- Exercise brief:
Without skipping a line, reproduce the entries exactly.

Records contained in a dataset
======

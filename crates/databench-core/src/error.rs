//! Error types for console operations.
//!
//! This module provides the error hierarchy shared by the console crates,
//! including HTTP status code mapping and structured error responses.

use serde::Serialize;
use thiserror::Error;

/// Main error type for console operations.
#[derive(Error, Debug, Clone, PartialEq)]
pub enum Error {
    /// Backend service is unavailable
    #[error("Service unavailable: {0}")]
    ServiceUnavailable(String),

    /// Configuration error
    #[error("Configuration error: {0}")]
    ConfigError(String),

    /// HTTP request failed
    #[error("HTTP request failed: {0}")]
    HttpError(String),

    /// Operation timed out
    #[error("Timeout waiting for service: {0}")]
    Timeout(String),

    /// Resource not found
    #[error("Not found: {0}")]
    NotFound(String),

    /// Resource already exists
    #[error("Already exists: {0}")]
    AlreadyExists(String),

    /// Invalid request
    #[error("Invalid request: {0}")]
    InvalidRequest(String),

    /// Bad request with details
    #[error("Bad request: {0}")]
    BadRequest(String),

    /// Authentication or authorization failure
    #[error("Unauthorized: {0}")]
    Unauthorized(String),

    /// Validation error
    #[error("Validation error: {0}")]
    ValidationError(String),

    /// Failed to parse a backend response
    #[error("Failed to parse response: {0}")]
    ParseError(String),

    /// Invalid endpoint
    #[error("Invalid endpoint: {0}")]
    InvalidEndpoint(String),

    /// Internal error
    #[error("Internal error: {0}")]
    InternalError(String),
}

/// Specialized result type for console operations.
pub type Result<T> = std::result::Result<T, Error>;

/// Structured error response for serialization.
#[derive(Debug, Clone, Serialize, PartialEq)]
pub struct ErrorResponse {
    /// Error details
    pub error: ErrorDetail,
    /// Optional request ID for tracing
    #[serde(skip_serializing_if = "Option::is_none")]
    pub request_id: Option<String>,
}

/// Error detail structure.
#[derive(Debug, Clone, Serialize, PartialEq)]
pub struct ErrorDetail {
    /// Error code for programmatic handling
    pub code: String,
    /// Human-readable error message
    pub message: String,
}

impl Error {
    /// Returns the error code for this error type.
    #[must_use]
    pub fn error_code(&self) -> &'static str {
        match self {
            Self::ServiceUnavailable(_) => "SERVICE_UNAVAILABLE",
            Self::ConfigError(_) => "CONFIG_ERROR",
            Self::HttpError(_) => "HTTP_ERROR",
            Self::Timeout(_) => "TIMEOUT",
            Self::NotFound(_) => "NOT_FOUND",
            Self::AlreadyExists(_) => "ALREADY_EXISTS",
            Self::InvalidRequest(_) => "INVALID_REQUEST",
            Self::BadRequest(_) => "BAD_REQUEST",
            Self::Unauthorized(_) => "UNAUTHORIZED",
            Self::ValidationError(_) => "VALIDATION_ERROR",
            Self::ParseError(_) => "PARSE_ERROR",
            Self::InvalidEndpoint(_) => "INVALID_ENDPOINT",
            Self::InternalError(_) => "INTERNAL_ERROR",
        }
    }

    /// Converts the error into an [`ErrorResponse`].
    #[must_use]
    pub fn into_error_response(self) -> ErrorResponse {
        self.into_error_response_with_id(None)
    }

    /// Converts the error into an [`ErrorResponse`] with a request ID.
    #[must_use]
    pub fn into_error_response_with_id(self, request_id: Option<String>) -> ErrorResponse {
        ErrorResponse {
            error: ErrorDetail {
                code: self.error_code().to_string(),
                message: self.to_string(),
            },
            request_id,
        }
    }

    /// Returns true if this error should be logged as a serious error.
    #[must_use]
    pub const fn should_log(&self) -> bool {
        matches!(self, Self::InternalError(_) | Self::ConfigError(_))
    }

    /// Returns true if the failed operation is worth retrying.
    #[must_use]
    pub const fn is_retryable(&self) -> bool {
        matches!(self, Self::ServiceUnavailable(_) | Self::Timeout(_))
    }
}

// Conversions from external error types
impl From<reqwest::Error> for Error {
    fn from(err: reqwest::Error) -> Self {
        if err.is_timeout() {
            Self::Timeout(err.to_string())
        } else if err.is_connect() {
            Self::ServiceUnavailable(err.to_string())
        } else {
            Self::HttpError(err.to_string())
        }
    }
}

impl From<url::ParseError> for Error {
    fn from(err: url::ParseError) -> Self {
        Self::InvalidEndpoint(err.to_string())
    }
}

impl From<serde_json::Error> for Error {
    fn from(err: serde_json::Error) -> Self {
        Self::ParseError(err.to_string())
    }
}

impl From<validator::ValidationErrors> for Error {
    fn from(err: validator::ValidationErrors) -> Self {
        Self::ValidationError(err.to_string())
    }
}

======

- Solved exercise:
filename crates/databench-core/src/error.rs
//! Error types for console operations.
//!
//! This module provides the error hierarchy shared by the console crates,
//! including HTTP status code mapping and structured error responses.

use serde::Serialize;
use thiserror::Error;

/// Main error type for console operations.
#[derive(Error, Debug, Clone, PartialEq)]
pub enum Error {
    /// Backend service is unavailable
    #[error("Service unavailable: {0}")]
    ServiceUnavailable(String),

    /// Configuration error
    #[error("Configuration error: {0}")]
    ConfigError(String),

    /// HTTP request failed
    #[error("HTTP request failed: {0}")]
    HttpError(String),

    /// Operation timed out
    #[error("Timeout waiting for service: {0}")]
    Timeout(String),

    /// Resource not found
    #[error("Not found: {0}")]
    NotFound(String),

    /// Resource already exists
    #[error("Already exists: {0}")]
    AlreadyExists(String),

    /// Invalid request
    #[error("Invalid request: {0}")]
    InvalidRequest(String),

    /// Bad request with details
    #[error("Bad request: {0}")]
    BadRequest(String),

    /// Authentication or authorization failure
    #[error("Unauthorized: {0}")]
    Unauthorized(String),

    /// Validation error
    #[error("Validation error: {0}")]
    ValidationError(String),

    /// Failed to parse a backend response
    #[error("Failed to parse response: {0}")]
    ParseError(String),

    /// Invalid endpoint
    #[error("Invalid endpoint: {0}")]
    InvalidEndpoint(String),

    /// Internal error
    #[error("Internal error: {0}")]
    InternalError(String),
}

/// Specialized result type for console operations.
pub type Result<T> = std::result::Result<T, Error>;

/// Structured error response for serialization.
#[derive(Debug, Clone, Serialize, PartialEq)]
pub struct ErrorResponse {
    /// Error details
    pub error: ErrorDetail,
    /// Optional request ID for tracing
    #[serde(skip_serializing_if = "Option::is_none")]
    pub request_id: Option<String>,
}

/// Error detail structure.
#[derive(Debug, Clone, Serialize, PartialEq)]
pub struct ErrorDetail {
    /// Error code for programmatic handling
    pub code: String,
    /// Human-readable error message
    pub message: String,
}

impl Error {
    /// Returns the error code for this error type.
    #[must_use]
    pub fn error_code(&self) -> &'static str {
        match self {
            Self::ServiceUnavailable(_) => "SERVICE_UNAVAILABLE",
            Self::ConfigError(_) => "CONFIG_ERROR",
            Self::HttpError(_) => "HTTP_ERROR",
            Self::Timeout(_) => "TIMEOUT",
            Self::NotFound(_) => "NOT_FOUND",
            Self::AlreadyExists(_) => "ALREADY_EXISTS",
            Self::InvalidRequest(_) => "INVALID_REQUEST",
            Self::BadRequest(_) => "BAD_REQUEST",
            Self::Unauthorized(_) => "UNAUTHORIZED",
            Self::ValidationError(_) => "VALIDATION_ERROR",
            Self::ParseError(_) => "PARSE_ERROR",
            Self::InvalidEndpoint(_) => "INVALID_ENDPOINT",
            Self::InternalError(_) => "INTERNAL_ERROR",
        }
    }

    /// Converts the error into an [`ErrorResponse`].
    #[must_use]
    pub fn into_error_response(self) -> ErrorResponse {
        self.into_error_response_with_id(None)
    }

    /// Converts the error into an [`ErrorResponse`] with a request ID.
    #[must_use]
    pub fn into_error_response_with_id(self, request_id: Option<String>) -> ErrorResponse {
        ErrorResponse {
            error: ErrorDetail {
                code: self.error_code().to_string(),
                message: self.to_string(),
            },
            request_id,
        }
    }

    /// Returns true if this error should be logged as a serious error.
    #[must_use]
    pub const fn should_log(&self) -> bool {
        matches!(self, Self::InternalError(_) | Self::ConfigError(_))
    }

    /// Returns true if the failed operation is worth retrying.
    #[must_use]
    pub const fn is_retryable(&self) -> bool {
        matches!(self, Self::ServiceUnavailable(_) | Self::Timeout(_))
    }
}

// Conversions from external error types
impl From<reqwest::Error> for Error {
    fn from(err: reqwest::Error) -> Self {
        if err.is_timeout() {
            Self::Timeout(err.to_string())
        } else if err.is_connect() {
            Self::ServiceUnavailable(err.to_string())
        } else {
            Self::HttpError(err.to_string())
        }
    }
}

impl From<url::ParseError> for Error {
    fn from(err: url::ParseError) -> Self {
        Self::InvalidEndpoint(err.to_string())
    }
}

impl From<serde_json::Error> for Error {
    fn from(err: serde_json::Error) -> Self {
        Self::ParseError(err.to_string())
    }
}

impl From<validator::ValidationErrors> for Error {
    fn from(err: validator::ValidationErrors) -> Self {
        Self::ValidationError(err.to_string())
    }
}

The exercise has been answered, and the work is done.